[Saved data entries]
===============
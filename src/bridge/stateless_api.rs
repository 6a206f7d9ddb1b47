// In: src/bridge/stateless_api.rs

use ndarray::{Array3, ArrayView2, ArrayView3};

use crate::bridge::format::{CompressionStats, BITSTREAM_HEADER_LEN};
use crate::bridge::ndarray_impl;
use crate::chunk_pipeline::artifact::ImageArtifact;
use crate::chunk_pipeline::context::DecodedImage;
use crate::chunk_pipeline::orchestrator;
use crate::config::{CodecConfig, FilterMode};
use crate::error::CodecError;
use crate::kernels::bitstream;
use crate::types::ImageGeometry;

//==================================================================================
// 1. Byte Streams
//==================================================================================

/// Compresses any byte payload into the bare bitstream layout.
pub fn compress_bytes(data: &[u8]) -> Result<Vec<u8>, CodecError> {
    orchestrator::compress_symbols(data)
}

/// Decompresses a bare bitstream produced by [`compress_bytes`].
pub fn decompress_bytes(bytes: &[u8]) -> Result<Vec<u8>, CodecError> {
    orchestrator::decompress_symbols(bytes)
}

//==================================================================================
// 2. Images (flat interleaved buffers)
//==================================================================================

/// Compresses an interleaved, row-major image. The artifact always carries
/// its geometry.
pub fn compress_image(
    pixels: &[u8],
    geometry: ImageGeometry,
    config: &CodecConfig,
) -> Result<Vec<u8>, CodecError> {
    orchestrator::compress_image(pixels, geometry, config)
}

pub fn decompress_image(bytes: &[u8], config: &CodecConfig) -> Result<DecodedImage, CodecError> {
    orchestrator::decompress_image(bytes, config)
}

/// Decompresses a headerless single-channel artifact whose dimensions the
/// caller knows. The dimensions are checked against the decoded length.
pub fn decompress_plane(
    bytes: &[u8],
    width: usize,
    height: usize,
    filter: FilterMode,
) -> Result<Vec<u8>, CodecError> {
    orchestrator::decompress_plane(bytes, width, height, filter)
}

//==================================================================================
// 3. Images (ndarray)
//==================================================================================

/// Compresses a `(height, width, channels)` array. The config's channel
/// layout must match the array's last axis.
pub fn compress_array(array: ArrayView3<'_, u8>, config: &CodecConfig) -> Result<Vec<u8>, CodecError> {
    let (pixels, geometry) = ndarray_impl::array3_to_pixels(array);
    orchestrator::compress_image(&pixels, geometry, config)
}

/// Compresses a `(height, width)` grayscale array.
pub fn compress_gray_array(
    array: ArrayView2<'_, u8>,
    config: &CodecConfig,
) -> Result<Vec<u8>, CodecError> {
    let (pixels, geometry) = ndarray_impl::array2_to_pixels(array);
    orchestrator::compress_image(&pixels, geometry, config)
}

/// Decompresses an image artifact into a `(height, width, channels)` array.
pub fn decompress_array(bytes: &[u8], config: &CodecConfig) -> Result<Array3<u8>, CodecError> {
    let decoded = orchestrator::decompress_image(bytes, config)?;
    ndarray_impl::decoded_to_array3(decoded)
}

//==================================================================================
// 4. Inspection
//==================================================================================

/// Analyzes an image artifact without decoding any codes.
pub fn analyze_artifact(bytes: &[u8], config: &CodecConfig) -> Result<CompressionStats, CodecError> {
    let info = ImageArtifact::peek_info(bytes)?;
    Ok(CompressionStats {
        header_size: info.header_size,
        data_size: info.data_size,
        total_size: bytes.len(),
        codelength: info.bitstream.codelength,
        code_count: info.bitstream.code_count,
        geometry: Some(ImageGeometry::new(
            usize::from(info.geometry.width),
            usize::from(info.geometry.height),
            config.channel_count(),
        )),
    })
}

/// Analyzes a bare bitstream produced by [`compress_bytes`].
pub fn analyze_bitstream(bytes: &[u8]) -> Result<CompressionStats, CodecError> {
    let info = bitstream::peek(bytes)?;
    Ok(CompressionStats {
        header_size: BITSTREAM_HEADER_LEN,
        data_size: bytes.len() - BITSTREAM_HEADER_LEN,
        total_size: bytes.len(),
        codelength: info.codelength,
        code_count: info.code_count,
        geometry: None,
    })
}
===============
▶ [EXERCISE DETAILS] Using the records above, find and show each line with the string "ImageGeometry".

▶ [EXERCISE OUTPUT]
use crate::types::ImageGeometry;
    geometry: ImageGeometry,
        geometry: Some(ImageGeometry::new(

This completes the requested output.